• **Task requirements**: Scan the lines below for the string "focus" and copy every one that has it.

• **Source information**:
○ ○ ○ ○ ○
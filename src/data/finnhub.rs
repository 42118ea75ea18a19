//! Finnhub market data client.
//!
//! API: `https://finnhub.io/api/v1`
//! Auth: `token` query param. Free tier: 60 req/min.
//!
//! Covers quotes, company profiles, news sentiment, analyst recommendation
//! trends, insider transactions and company news. Crypto tickers are quoted
//! through Binance USDT pairs.

use anyhow::{Context, Result};
use async_trait::async_trait;
use chrono::{DateTime, NaiveDate, TimeZone, Utc};
use reqwest::Client;
use secrecy::{ExposeSecret, SecretString};
use serde::de::DeserializeOwned;
use serde::{Deserialize, Serialize};
use tracing::debug;

use super::{QuoteProvider, USER_AGENT};
use crate::types::{PickCategory, Quote};

const FINNHUB_API_URL: &str = "https://finnhub.io/api/v1";

// ---------------------------------------------------------------------------
// Response types
// ---------------------------------------------------------------------------

#[derive(Debug, Deserialize)]
struct QuoteResponse {
    /// Current price
    #[serde(default)]
    c: f64,
    #[serde(default)]
    d: Option<f64>,
    #[serde(default)]
    dp: Option<f64>,
    #[serde(default)]
    h: f64,
    #[serde(default)]
    l: f64,
    #[serde(default)]
    o: f64,
    #[serde(default)]
    pc: f64,
    #[serde(default)]
    t: i64,
}

#[derive(Debug, Clone, Serialize, Deserialize)]
#[serde(rename_all = "camelCase")]
pub struct CompanyProfile {
    #[serde(default)]
    pub name: String,
    #[serde(default)]
    pub ticker: String,
    #[serde(default)]
    pub exchange: String,
    #[serde(default)]
    pub finnhub_industry: String,
    #[serde(default)]
    pub country: String,
    #[serde(default)]
    pub currency: String,
    /// Millions of `currency`.
    #[serde(default)]
    pub market_capitalization: f64,
    #[serde(default)]
    pub share_outstanding: f64,
    #[serde(default)]
    pub ipo: String,
    #[serde(default)]
    pub logo: String,
    #[serde(default)]
    pub weburl: String,
}

#[derive(Debug, Clone, Default, Serialize, Deserialize)]
#[serde(rename_all = "camelCase")]
pub struct NewsBuzz {
    #[serde(default)]
    pub articles_in_last_week: i64,
    #[serde(default)]
    pub buzz: f64,
    #[serde(default)]
    pub weekly_average: f64,
}

#[derive(Debug, Clone, Default, Serialize, Deserialize)]
#[serde(rename_all = "camelCase")]
pub struct SentimentSplit {
    #[serde(default)]
    pub bearish_percent: f64,
    #[serde(default)]
    pub bullish_percent: f64,
}

#[derive(Debug, Clone, Serialize, Deserialize)]
#[serde(rename_all = "camelCase")]
pub struct NewsSentiment {
    #[serde(default)]
    pub buzz: NewsBuzz,
    #[serde(default)]
    pub company_news_score: f64,
    #[serde(default)]
    pub sector_average_bullish_percent: f64,
    #[serde(default)]
    pub sector_average_news_score: f64,
    #[serde(default)]
    pub sentiment: SentimentSplit,
}

#[derive(Debug, Clone, Serialize, Deserialize)]
#[serde(rename_all = "camelCase")]
pub struct RecommendationTrend {
    #[serde(default)]
    pub period: String,
    #[serde(default)]
    pub strong_buy: i64,
    #[serde(default)]
    pub buy: i64,
    #[serde(default)]
    pub hold: i64,
    #[serde(default)]
    pub sell: i64,
    #[serde(default)]
    pub strong_sell: i64,
}

impl RecommendationTrend {
    pub fn total(&self) -> i64 {
        self.strong_buy + self.buy + self.hold + self.sell + self.strong_sell
    }

    /// Consensus label from the mean rating (strong sell = 1 ... strong buy = 5).
    pub fn consensus(&self) -> &'static str {
        let total = self.total();
        if total <= 0 {
            return "no_coverage";
        }
        let score = (self.strong_buy * 5 + self.buy * 4 + self.hold * 3 + self.sell * 2 + self.strong_sell)
            as f64
            / total as f64;
        match score {
            s if s >= 4.5 => "strong_buy",
            s if s >= 3.5 => "buy",
            s if s > 2.5 => "hold",
            s if s > 1.5 => "sell",
            _ => "strong_sell",
        }
    }
}

#[derive(Debug, Clone, Serialize, Deserialize)]
#[serde(rename_all = "camelCase")]
pub struct InsiderTransaction {
    #[serde(default)]
    pub name: String,
    /// Shares held after the transaction.
    #[serde(default)]
    pub share: i64,
    /// Signed share change.
    #[serde(default)]
    pub change: i64,
    #[serde(default)]
    pub filing_date: String,
    #[serde(default)]
    pub transaction_date: String,
    #[serde(default)]
    pub transaction_code: String,
    #[serde(default)]
    pub transaction_price: f64,
}

#[derive(Debug, Deserialize)]
struct InsiderResponse {
    #[serde(default)]
    data: Vec<InsiderTransaction>,
}

/// Recent insider activity plus its net share change.
#[derive(Debug, Clone, Serialize)]
pub struct InsiderSummary {
    pub net_shares: i64,
    pub buys: usize,
    pub sells: usize,
    pub transactions: Vec<InsiderTransaction>,
}

impl InsiderSummary {
    pub fn from_transactions(transactions: Vec<InsiderTransaction>) -> Self {
        Self {
            net_shares: transactions.iter().map(|t| t.change).sum(),
            buys: transactions.iter().filter(|t| t.change > 0).count(),
            sells: transactions.iter().filter(|t| t.change < 0).count(),
            transactions,
        }
    }
}

#[derive(Debug, Clone, Serialize, Deserialize)]
pub struct NewsArticle {
    #[serde(default)]
    pub headline: String,
    #[serde(default)]
    pub summary: String,
    #[serde(default)]
    pub source: String,
    #[serde(default)]
    pub url: String,
    /// Unix seconds.
    #[serde(default)]
    pub datetime: i64,
}

// ---------------------------------------------------------------------------
// Client
// ---------------------------------------------------------------------------

pub struct FinnhubClient {
    http: Client,
    api_key: Option<SecretString>,
}

impl FinnhubClient {
    pub fn new(api_key: Option<SecretString>) -> Result<Self> {
        let http = Client::builder()
            .timeout(std::time::Duration::from_secs(15))
            .user_agent(USER_AGENT)
            .build()
            .context("Failed to build Finnhub HTTP client")?;
        Ok(Self { http, api_key })
    }

    pub fn is_configured(&self) -> bool {
        self.api_key.is_some()
    }

    async fn get<T: DeserializeOwned>(&self, path: &str, params: &[(&str, &str)]) -> Result<T> {
        let key = self
            .api_key
            .as_ref()
            .context("Finnhub API key not configured")?;

        let mut url = format!("{FINNHUB_API_URL}{path}?");
        for (name, value) in params {
            url.push_str(&format!("{name}={}&", urlencoding::encode(value)));
        }
        debug!(url = %url, "Finnhub request");
        url.push_str(&format!("token={}", key.expose_secret()));

        let resp = self
            .http
            .get(&url)
            .send()
            .await
            .with_context(|| format!("Finnhub request failed: {path}"))?;

        if !resp.status().is_success() {
            let status = resp.status();
            anyhow::bail!("Finnhub API error {status} for {path}");
        }

        resp.json::<T>()
            .await
            .with_context(|| format!("Failed to parse Finnhub response for {path}"))
    }

    /// Quote for a raw Finnhub symbol. Finnhub answers unknown symbols with
    /// an all-zero quote, which maps to `None`.
    pub async fn fetch_quote(&self, symbol: &str, ticker: &str) -> Result<Option<Quote>> {
        let q: QuoteResponse = self.get("/quote", &[("symbol", symbol)]).await?;
        Ok(quote_from_response(ticker, q))
    }

    pub async fn profile(&self, ticker: &str) -> Result<Option<CompanyProfile>> {
        let profile: CompanyProfile = self.get("/stock/profile2", &[("symbol", ticker)]).await?;
        Ok((!profile.name.is_empty() || !profile.ticker.is_empty()).then_some(profile))
    }

    pub async fn news_sentiment(&self, ticker: &str) -> Result<NewsSentiment> {
        self.get("/news-sentiment", &[("symbol", ticker)]).await
    }

    /// Most recent recommendation period.
    pub async fn recommendation(&self, ticker: &str) -> Result<Option<RecommendationTrend>> {
        let mut trends: Vec<RecommendationTrend> =
            self.get("/stock/recommendation", &[("symbol", ticker)]).await?;
        trends.sort_by(|a, b| b.period.cmp(&a.period));
        Ok(trends.into_iter().next())
    }

    pub async fn insider_transactions(&self, ticker: &str) -> Result<InsiderSummary> {
        let resp: InsiderResponse = self
            .get("/stock/insider-transactions", &[("symbol", ticker)])
            .await?;
        Ok(InsiderSummary::from_transactions(resp.data))
    }

    pub async fn company_news(&self, ticker: &str, from: NaiveDate, to: NaiveDate, limit: usize) -> Result<Vec<NewsArticle>> {
        let from = from.format("%Y-%m-%d").to_string();
        let to = to.format("%Y-%m-%d").to_string();
        let mut articles: Vec<NewsArticle> = self
            .get("/company-news", &[("symbol", ticker), ("from", &from), ("to", &to)])
            .await?;
        articles.sort_by(|a, b| b.datetime.cmp(&a.datetime));
        articles.truncate(limit);
        Ok(articles)
    }
}

#[async_trait]
impl QuoteProvider for FinnhubClient {
    async fn quote(&self, ticker: &str, category: PickCategory) -> Result<Option<Quote>> {
        let symbol = finnhub_symbol(ticker, category);
        self.fetch_quote(&symbol, ticker).await
    }
}

/// Map a pick ticker to the symbol Finnhub quotes it under.
pub fn finnhub_symbol(ticker: &str, category: PickCategory) -> String {
    let ticker = ticker.trim().to_uppercase();
    match category {
        PickCategory::Crypto if !ticker.contains(':') => {
            let base = ticker.trim_end_matches("-USD").trim_end_matches("USDT").trim_end_matches("USD");
            format!("BINANCE:{base}USDT")
        }
        _ => ticker,
    }
}

fn quote_from_response(ticker: &str, q: QuoteResponse) -> Option<Quote> {
    if q.c <= 0.0 {
        return None;
    }
    let timestamp: DateTime<Utc> = Utc.timestamp_opt(q.t, 0).single().unwrap_or_else(Utc::now);
    Some(Quote {
        ticker: ticker.to_uppercase(),
        price: q.c,
        change: q.d.unwrap_or(0.0),
        change_percent: q.dp.unwrap_or(0.0),
        high: q.h,
        low: q.l,
        open: q.o,
        previous_close: q.pc,
        timestamp,
    })
}

// ---------------------------------------------------------------------------
// Tests
// ---------------------------------------------------------------------------
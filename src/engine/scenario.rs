//! What-if scenario simulation.
//!
//! A user describes a market event; the first available model estimates its
//! impact. The simulation costs credits, charged only once the model's reply
//! has been parsed.

use serde::{Deserialize, Serialize};
use serde_json::Value;
use tracing::{info, warn};

use super::ModelEntry;
use crate::credits::{CreditLedger, SCENARIO_SIMULATION};
use crate::error::{ApiError, ApiResult};
use crate::picks::{coerce_number, json_span, strip_fences};

const MAX_SCENARIO_CHARS: usize = 2000;

const SYSTEM_PROMPT: &str = "You are a macro strategist. Given a hypothetical event, estimate its \
near-term market impact. Respond with a single JSON object and nothing else.";

#[derive(Debug, Clone, Deserialize)]
pub struct ScenarioRequest {
    pub scenario: String,
    /// Tickers the user cares about most.
    #[serde(default)]
    pub tickers: Vec<String>,
}

#[derive(Debug, Clone, PartialEq, Serialize)]
pub struct AffectedAsset {
    pub ticker: String,
    pub impact_percent: f64,
    pub rationale: String,
}

#[derive(Debug, Clone, PartialEq, Serialize)]
pub struct ScenarioAnalysis {
    pub summary: String,
    /// "positive" | "negative" | "neutral"
    pub overall_impact: &'static str,
    pub confidence: f64,
    pub affected_assets: Vec<AffectedAsset>,
}

#[derive(Debug, Clone, Serialize)]
pub struct ScenarioOutcome {
    pub scenario: String,
    pub model_id: String,
    #[serde(flatten)]
    pub analysis: ScenarioAnalysis,
    pub credits_spent: i64,
    pub credits_remaining: i64,
}

pub fn scenario_prompt(request: &ScenarioRequest) -> String {
    let focus = if request.tickers.is_empty() {
        String::new()
    } else {
        format!("\nPay particular attention to: {}.", request.tickers.join(", "))
    };
    format!(
        "Scenario: {}{focus}\n\n\
         Return ONLY a JSON object with this schema:\n\
         {{\n  \"summary\": \"two or three sentences\",\n  \"overall_impact\": \"positive\" | \"negative\" | \"neutral\",\n  \
         \"confidence\": 0-100,\n  \"affected_assets\": [\n    {{\"ticker\": \"SYMBOL\", \"impact_percent\": number, \
         \"rationale\": \"one sentence\"}}\n  ]\n}}",
        request.scenario.trim()
    )
}

fn impact_label(raw: Option<&str>) -> &'static str {
    match raw.map(|s| s.trim().to_lowercase()).as_deref() {
        Some("positive" | "bullish") => "positive",
        Some("negative" | "bearish") => "negative",
        _ => "neutral",
    }
}

/// Lenient parse of the model's JSON object reply.
pub fn parse_scenario(text: &str) -> Option<ScenarioAnalysis> {
    let cleaned = strip_fences(text);
    let span = json_span(&cleaned, '{', '}')?;
    let obj: serde_json::Map<String, Value> = serde_json::from_str(span).ok()?;

    let summary = obj.get("summary").and_then(Value::as_str).unwrap_or_default().trim().to_string();
    let affected_assets: Vec<AffectedAsset> = obj
        .get("affected_assets")
        .and_then(Value::as_array)
        .map(|assets| {
            assets
                .iter()
                .filter_map(Value::as_object)
                .filter_map(|a| {
                    let ticker: String = a
                        .get("ticker")
                        .and_then(Value::as_str)?
                        .to_uppercase()
                        .chars()
                        .filter(|c| c.is_ascii_alphanumeric())
                        .collect();
                    (!ticker.is_empty()).then(|| AffectedAsset {
                        ticker,
                        impact_percent: coerce_number(a.get("impact_percent")),
                        rationale: a.get("rationale").and_then(Value::as_str).unwrap_or_default().to_string(),
                    })
                })
                .collect()
        })
        .unwrap_or_default();

    if summary.is_empty() && affected_assets.is_empty() {
        return None;
    }

    Some(ScenarioAnalysis {
        summary,
        overall_impact: impact_label(obj.get("overall_impact").and_then(Value::as_str)),
        confidence: coerce_number(obj.get("confidence")).clamp(0.0, 100.0),
        affected_assets,
    })
}

/// Run a scenario for `user_id`, charging `cost` credits on success.
pub async fn run_scenario(
    ledger: &CreditLedger,
    models: &[ModelEntry],
    user_id: &str,
    request: &ScenarioRequest,
    cost: i64,
) -> ApiResult<ScenarioOutcome> {
    let scenario = request.scenario.trim();
    if scenario.is_empty() {
        return Err(ApiError::BadRequest("scenario is required".into()));
    }
    if scenario.chars().count() > MAX_SCENARIO_CHARS {
        return Err(ApiError::BadRequest(format!("scenario exceeds {MAX_SCENARIO_CHARS} characters")));
    }

    let balance = ledger.balance(user_id).await?;
    if balance < cost {
        return Err(ApiError::PaymentRequired(format!(
            "Insufficient credits: {cost} required, {balance} available"
        )));
    }

    let model = models
        .first()
        .ok_or_else(|| anyhow::anyhow!("No text-generation model is configured"))?;

    let completion = model
        .client
        .generate(SYSTEM_PROMPT, &scenario_prompt(request))
        .await
        .map_err(|e| {
            warn!(model = %model.id, error = %e, "Scenario generation failed");
            anyhow::anyhow!("Scenario simulation failed")
        })?;

    let analysis = parse_scenario(&completion.text)
        .ok_or_else(|| anyhow::anyhow!("Scenario simulation returned an unreadable response"))?;

    let remaining = ledger
        .spend(user_id, cost, SCENARIO_SIMULATION, &format!("Scenario: {}", truncate(scenario, 80)))
        .await?;

    info!(user_id, model = %model.id, impact = analysis.overall_impact, "Scenario simulated");

    Ok(ScenarioOutcome {
        scenario: scenario.to_string(),
        model_id: model.id.clone(),
        analysis,
        credits_spent: cost,
        credits_remaining: remaining,
    })
}

fn truncate(s: &str, max: usize) -> String {
    s.chars().take(max).collect()
}
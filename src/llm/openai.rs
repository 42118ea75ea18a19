//! OpenAI-compatible chat completions client.
//!
//! OpenAI, Groq, Perplexity and OpenRouter all speak the same
//! `/chat/completions` dialect; they differ only in base URL and a few
//! headers, captured here as a `Preset`.

use anyhow::{Context, Result};
use async_trait::async_trait;
use reqwest::Client;
use secrecy::{ExposeSecret, SecretString};
use serde::{Deserialize, Serialize};
use tracing::{debug, warn};

use super::{call_cost, Completion, TextGenerator, UsageMeter, DEFAULT_MAX_TOKENS, REQUEST_TIMEOUT_SECS};

// ---------------------------------------------------------------------------
// Presets
// ---------------------------------------------------------------------------

#[derive(Debug, Clone, Copy, PartialEq, Eq)]
pub enum Preset {
    OpenAi,
    Groq,
    Perplexity,
    OpenRouter,
}

impl Preset {
    pub fn from_kind(kind: &str) -> Option<Self> {
        match kind {
            "openai" => Some(Preset::OpenAi),
            "groq" => Some(Preset::Groq),
            "perplexity" => Some(Preset::Perplexity),
            "openrouter" => Some(Preset::OpenRouter),
            _ => None,
        }
    }

    pub fn kind(&self) -> &'static str {
        match self {
            Preset::OpenAi => "openai",
            Preset::Groq => "groq",
            Preset::Perplexity => "perplexity",
            Preset::OpenRouter => "openrouter",
        }
    }

    pub fn base_url(&self) -> &'static str {
        match self {
            Preset::OpenAi => "https://api.openai.com/v1",
            Preset::Groq => "https://api.groq.com/openai/v1",
            Preset::Perplexity => "https://api.perplexity.ai",
            Preset::OpenRouter => "https://openrouter.ai/api/v1",
        }
    }
}

// ---------------------------------------------------------------------------
// API types
// ---------------------------------------------------------------------------

#[derive(Debug, Serialize)]
struct ChatRequest<'a> {
    model: &'a str,
    max_tokens: u32,
    messages: Vec<ChatMessage>,
}

#[derive(Debug, Serialize, Deserialize)]
struct ChatMessage {
    role: String,
    #[serde(default)]
    content: String,
}

#[derive(Debug, Deserialize)]
struct ChatResponse {
    #[serde(default)]
    choices: Vec<Choice>,
    #[serde(default)]
    usage: Option<ChatUsage>,
}

#[derive(Debug, Deserialize)]
struct Choice {
    #[serde(default)]
    message: Option<ChatMessage>,
}

#[derive(Debug, Default, Deserialize)]
struct ChatUsage {
    #[serde(default)]
    prompt_tokens: u32,
    #[serde(default)]
    completion_tokens: u32,
}

impl ChatResponse {
    fn text(&self) -> String {
        self.choices
            .first()
            .and_then(|c| c.message.as_ref())
            .map(|m| m.content.clone())
            .unwrap_or_default()
    }
}

// ---------------------------------------------------------------------------
// Client
// ---------------------------------------------------------------------------

pub struct OpenAiCompatClient {
    http: Client,
    preset: Preset,
    endpoint: String,
    api_key: SecretString,
    model: String,
    max_tokens: u32,
    usage: UsageMeter,
}

impl OpenAiCompatClient {
    pub fn new(
        preset: Preset,
        api_key: SecretString,
        model: &str,
        max_tokens: Option<u32>,
        base_url: Option<&str>,
    ) -> Result<Self> {
        let http = Client::builder()
            .timeout(std::time::Duration::from_secs(REQUEST_TIMEOUT_SECS))
            .user_agent(concat!("market-oracle/", env!("CARGO_PKG_VERSION")))
            .build()
            .with_context(|| format!("Failed to build {} HTTP client", preset.kind()))?;

        let base = base_url.unwrap_or(preset.base_url()).trim_end_matches('/');

        Ok(Self {
            http,
            preset,
            endpoint: format!("{base}/chat/completions"),
            api_key,
            model: model.to_string(),
            max_tokens: max_tokens.unwrap_or(DEFAULT_MAX_TOKENS),
            usage: UsageMeter::default(),
        })
    }

    pub fn endpoint(&self) -> &str {
        &self.endpoint
    }
}

#[async_trait]
impl TextGenerator for OpenAiCompatClient {
    async fn generate(&self, system: &str, prompt: &str) -> Result<Completion> {
        let request = ChatRequest {
            model: &self.model,
            max_tokens: self.max_tokens,
            messages: vec![
                ChatMessage { role: "system".to_string(), content: system.to_string() },
                ChatMessage { role: "user".to_string(), content: prompt.to_string() },
            ],
        };

        debug!(provider = self.preset.kind(), model = %self.model, "Chat completion request");

        let mut builder = self
            .http
            .post(&self.endpoint)
            .bearer_auth(self.api_key.expose_secret())
            .json(&request);
        if self.preset == Preset::OpenRouter {
            builder = builder.header("X-Title", "Market Oracle");
        }

        let response = builder
            .send()
            .await
            .with_context(|| format!("{} request failed", self.preset.kind()))?;

        let status = response.status();
        if !status.is_success() {
            let error_text = response.text().await.unwrap_or_default();
            warn!(provider = self.preset.kind(), status = %status, "Chat completion rejected");
            anyhow::bail!("{} API error {status}: {error_text}", self.preset.kind());
        }

        let body: ChatResponse = response
            .json()
            .await
            .with_context(|| format!("Failed to parse {} response", self.preset.kind()))?;

        let usage = body.usage.as_ref();
        let input = usage.map(|u| u.prompt_tokens).unwrap_or(0);
        let output = usage.map(|u| u.completion_tokens).unwrap_or(0);
        let cost = call_cost(&self.model, input, output);
        self.usage.record(cost);

        Ok(Completion {
            text: body.text(),
            tokens: input + output,
            cost,
        })
    }

    fn provider(&self) -> &str {
        self.preset.kind()
    }

    fn model_name(&self) -> &str {
        &self.model
    }

    fn usage(&self) -> &UsageMeter {
        &self.usage
    }
}

// ---------------------------------------------------------------------------
// Tests
// ---------------------------------------------------------------------------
○ ○ ○ ○ ○
• **Exercise output**:
    let focus = if request.tickers.is_empty() {
        "Scenario: {}{focus}\n\n\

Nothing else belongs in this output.